Copy each line of the records that holds the string "parse".

━━━━━ SOURCE MATERIAL

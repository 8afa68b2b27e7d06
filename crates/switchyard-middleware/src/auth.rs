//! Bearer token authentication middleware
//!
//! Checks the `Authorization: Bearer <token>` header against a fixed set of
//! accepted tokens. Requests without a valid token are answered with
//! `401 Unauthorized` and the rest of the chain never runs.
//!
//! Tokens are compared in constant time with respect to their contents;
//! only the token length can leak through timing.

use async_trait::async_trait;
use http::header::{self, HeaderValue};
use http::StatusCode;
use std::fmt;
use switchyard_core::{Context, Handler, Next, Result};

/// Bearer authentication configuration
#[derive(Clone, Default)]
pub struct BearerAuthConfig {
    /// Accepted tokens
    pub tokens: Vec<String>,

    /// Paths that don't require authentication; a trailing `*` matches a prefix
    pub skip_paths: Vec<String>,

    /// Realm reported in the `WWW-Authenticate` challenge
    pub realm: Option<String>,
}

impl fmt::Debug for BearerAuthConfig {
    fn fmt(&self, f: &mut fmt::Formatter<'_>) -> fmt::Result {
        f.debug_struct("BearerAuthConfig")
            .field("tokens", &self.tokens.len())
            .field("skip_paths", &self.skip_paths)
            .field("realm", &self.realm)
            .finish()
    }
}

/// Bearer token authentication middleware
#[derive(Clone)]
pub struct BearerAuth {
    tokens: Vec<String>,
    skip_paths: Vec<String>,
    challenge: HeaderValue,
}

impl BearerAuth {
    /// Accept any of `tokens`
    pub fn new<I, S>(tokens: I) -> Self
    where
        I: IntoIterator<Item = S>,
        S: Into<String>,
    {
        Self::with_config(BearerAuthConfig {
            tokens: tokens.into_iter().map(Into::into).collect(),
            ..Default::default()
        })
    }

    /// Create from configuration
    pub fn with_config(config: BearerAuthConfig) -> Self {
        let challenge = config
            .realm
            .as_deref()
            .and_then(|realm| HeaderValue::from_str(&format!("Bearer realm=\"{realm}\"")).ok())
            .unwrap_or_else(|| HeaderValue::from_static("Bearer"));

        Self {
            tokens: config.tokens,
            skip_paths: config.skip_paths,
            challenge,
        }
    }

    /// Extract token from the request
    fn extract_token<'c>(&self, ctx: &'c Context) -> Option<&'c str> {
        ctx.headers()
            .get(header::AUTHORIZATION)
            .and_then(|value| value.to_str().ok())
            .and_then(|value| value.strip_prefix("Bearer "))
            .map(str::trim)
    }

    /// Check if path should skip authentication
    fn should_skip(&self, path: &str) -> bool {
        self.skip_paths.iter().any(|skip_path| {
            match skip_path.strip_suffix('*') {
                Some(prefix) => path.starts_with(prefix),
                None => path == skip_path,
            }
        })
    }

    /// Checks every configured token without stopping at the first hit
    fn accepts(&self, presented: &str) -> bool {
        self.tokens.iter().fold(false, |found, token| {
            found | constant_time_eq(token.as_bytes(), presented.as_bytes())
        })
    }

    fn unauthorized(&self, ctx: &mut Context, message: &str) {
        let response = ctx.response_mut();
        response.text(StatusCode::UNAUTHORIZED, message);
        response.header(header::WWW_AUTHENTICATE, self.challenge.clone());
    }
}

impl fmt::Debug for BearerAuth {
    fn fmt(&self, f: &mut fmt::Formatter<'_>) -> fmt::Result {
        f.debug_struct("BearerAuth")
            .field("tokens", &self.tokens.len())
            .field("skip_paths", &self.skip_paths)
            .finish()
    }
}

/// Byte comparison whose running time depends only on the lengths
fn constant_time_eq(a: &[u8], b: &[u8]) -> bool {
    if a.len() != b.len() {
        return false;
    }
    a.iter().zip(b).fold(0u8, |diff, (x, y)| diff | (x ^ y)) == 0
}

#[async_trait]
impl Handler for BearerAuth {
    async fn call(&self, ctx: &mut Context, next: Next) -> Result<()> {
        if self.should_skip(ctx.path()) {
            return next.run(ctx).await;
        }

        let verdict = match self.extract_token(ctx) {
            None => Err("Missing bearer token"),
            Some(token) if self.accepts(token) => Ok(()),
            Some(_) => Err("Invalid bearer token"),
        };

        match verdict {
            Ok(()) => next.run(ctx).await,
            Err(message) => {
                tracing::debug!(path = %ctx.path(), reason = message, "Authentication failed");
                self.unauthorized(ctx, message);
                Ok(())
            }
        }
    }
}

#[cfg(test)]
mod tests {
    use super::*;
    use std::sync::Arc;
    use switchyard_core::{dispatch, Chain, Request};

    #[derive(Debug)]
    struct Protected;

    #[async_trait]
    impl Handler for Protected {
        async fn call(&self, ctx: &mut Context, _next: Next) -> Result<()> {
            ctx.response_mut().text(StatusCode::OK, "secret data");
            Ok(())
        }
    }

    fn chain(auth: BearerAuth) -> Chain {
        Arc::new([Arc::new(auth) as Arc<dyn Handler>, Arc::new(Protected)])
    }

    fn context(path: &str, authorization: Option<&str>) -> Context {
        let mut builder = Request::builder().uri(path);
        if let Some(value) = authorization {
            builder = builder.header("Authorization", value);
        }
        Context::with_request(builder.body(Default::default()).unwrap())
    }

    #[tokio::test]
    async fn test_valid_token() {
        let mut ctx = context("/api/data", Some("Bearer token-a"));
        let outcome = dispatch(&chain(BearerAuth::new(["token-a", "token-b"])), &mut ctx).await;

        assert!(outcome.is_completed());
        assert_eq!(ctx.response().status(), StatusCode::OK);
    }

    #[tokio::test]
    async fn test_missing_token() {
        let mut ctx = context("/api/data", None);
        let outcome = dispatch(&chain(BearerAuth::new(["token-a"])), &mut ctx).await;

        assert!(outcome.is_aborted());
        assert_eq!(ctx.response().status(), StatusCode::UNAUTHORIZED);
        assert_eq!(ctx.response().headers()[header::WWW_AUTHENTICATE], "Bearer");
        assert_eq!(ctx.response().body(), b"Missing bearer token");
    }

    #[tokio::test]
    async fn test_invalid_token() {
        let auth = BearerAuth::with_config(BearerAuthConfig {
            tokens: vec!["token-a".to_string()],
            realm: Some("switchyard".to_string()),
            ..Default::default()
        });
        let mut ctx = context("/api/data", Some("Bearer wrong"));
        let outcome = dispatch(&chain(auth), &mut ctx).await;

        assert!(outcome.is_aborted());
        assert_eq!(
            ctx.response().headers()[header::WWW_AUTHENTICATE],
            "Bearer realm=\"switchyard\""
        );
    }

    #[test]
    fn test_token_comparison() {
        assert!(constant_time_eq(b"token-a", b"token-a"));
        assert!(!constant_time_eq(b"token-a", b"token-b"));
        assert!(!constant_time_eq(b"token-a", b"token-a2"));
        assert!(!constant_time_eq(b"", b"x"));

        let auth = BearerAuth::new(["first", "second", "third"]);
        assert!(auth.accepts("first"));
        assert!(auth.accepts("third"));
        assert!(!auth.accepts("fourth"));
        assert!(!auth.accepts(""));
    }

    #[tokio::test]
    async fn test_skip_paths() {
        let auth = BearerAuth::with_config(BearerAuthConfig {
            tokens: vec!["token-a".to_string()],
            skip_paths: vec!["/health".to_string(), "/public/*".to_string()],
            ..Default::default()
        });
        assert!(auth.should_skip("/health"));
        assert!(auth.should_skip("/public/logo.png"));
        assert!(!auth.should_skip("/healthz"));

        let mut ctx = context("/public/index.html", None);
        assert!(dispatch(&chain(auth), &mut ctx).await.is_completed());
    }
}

━━━━━━━━━━
━━━━━ SOURCE MATERIAL

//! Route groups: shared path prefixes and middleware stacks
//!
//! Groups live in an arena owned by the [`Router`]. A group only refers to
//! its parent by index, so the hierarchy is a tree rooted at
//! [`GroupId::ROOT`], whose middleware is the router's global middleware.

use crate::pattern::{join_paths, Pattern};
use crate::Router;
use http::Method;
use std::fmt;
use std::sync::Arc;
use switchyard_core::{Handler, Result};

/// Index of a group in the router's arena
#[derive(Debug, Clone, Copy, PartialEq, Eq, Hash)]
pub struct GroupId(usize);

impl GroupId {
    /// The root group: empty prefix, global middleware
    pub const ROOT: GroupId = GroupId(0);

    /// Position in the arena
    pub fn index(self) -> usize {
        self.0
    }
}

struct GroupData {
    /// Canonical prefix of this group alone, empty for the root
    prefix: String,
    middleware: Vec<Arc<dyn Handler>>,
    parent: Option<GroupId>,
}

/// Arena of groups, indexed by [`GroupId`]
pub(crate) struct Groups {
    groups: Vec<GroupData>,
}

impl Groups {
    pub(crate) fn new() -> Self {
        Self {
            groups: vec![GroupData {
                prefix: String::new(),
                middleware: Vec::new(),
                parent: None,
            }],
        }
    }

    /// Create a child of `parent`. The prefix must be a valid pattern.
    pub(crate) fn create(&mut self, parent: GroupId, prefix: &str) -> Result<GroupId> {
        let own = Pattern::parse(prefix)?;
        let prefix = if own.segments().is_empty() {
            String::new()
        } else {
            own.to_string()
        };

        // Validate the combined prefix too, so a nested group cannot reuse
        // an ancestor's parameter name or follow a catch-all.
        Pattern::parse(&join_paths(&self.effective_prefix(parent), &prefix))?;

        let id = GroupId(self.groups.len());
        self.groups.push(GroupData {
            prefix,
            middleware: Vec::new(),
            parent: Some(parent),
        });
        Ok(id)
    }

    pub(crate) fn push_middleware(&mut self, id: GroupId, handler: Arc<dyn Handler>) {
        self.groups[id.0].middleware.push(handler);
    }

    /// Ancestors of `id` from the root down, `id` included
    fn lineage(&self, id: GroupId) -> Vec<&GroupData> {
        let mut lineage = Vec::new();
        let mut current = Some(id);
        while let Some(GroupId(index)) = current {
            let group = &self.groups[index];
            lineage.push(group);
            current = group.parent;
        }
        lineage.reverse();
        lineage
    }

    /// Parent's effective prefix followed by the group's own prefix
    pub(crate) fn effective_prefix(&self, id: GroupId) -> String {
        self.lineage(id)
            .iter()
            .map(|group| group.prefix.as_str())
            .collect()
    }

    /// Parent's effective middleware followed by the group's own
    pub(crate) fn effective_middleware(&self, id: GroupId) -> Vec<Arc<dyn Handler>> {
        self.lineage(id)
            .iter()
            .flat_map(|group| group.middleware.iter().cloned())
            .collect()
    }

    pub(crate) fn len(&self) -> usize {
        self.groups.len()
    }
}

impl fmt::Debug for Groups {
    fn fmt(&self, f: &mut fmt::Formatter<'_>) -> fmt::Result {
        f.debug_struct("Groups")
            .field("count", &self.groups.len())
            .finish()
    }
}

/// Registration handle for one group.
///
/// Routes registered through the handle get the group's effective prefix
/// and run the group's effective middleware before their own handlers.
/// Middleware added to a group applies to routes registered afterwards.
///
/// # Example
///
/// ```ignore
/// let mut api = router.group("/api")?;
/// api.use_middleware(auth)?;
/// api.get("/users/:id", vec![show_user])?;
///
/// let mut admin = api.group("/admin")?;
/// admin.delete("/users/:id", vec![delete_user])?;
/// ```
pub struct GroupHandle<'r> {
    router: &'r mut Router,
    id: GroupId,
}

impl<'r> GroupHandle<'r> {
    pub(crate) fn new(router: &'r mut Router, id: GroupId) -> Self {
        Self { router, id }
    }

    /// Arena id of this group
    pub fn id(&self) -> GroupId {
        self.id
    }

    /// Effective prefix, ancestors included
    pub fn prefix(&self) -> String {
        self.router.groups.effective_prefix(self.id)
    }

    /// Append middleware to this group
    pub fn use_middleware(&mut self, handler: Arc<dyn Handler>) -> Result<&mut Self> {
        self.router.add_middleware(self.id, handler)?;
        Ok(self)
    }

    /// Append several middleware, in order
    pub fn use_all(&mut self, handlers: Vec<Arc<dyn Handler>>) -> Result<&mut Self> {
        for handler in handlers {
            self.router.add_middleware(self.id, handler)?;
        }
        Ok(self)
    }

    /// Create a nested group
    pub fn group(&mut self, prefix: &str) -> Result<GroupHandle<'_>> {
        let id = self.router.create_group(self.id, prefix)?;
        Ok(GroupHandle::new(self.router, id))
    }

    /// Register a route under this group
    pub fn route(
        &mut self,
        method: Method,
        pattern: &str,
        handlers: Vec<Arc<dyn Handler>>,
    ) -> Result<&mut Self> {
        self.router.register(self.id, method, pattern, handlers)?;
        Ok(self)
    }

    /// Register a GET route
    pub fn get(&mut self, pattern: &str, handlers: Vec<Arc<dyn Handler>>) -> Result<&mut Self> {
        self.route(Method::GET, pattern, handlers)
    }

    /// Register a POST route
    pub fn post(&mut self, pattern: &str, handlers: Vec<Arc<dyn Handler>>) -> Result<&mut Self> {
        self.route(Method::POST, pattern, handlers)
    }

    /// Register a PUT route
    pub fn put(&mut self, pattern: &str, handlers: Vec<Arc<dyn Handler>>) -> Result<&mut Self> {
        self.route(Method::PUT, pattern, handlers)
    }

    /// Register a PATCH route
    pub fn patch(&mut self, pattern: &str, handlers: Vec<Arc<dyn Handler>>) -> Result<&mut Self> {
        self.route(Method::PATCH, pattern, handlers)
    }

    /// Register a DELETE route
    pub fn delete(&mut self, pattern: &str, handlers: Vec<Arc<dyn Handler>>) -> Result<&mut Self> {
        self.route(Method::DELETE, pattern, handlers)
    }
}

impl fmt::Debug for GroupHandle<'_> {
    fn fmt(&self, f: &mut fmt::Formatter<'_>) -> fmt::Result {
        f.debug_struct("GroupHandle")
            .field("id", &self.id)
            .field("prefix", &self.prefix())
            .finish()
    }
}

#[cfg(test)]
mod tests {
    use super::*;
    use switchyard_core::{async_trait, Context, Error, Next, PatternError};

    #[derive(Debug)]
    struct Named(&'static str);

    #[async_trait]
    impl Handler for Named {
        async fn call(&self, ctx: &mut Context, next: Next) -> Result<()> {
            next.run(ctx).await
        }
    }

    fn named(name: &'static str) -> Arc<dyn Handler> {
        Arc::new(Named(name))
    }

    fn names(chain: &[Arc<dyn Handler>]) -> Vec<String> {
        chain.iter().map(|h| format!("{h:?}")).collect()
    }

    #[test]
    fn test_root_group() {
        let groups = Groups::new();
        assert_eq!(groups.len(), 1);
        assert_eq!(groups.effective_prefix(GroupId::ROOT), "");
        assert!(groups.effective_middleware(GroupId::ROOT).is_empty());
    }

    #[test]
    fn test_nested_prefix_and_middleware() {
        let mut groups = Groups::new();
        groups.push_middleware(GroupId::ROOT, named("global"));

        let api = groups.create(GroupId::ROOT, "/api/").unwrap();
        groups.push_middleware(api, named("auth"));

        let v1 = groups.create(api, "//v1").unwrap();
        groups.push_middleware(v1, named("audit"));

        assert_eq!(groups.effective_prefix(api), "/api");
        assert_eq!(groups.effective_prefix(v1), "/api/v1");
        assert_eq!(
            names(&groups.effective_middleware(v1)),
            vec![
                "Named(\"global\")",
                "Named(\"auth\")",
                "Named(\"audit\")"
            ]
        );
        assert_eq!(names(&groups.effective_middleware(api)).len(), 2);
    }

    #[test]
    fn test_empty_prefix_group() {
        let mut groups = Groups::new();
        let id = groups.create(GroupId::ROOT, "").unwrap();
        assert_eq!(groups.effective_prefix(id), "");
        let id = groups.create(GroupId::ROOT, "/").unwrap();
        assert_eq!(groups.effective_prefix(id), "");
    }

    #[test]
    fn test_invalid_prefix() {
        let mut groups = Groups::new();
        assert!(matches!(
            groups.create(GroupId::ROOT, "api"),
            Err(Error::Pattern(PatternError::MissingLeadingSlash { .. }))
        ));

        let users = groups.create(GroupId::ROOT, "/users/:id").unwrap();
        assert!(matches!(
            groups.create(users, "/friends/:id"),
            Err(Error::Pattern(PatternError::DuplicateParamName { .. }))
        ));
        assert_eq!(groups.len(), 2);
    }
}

━━━━━━━━━━
━━━━━ SOURCE MATERIAL

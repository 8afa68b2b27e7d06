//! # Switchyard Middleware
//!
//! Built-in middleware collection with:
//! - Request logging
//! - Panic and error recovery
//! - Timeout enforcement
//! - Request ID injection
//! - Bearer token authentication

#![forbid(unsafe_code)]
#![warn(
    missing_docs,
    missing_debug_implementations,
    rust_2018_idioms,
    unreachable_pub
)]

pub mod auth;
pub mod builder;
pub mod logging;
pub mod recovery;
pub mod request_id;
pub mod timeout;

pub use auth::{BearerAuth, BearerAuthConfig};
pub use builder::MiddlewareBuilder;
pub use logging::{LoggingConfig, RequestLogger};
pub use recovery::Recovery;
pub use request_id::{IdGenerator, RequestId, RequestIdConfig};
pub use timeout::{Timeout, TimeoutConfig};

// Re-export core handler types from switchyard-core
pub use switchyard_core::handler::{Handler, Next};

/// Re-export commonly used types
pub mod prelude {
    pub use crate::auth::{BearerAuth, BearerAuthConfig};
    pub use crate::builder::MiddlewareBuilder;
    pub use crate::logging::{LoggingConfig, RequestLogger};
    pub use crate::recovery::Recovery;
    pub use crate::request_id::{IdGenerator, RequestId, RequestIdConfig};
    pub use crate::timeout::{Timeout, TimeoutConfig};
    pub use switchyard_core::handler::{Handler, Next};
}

━━━━━━━━━━

SOLVED EXERCISE:
        let own = Pattern::parse(prefix)?;
        Pattern::parse(&join_paths(&self.effective_prefix(parent), &prefix))?;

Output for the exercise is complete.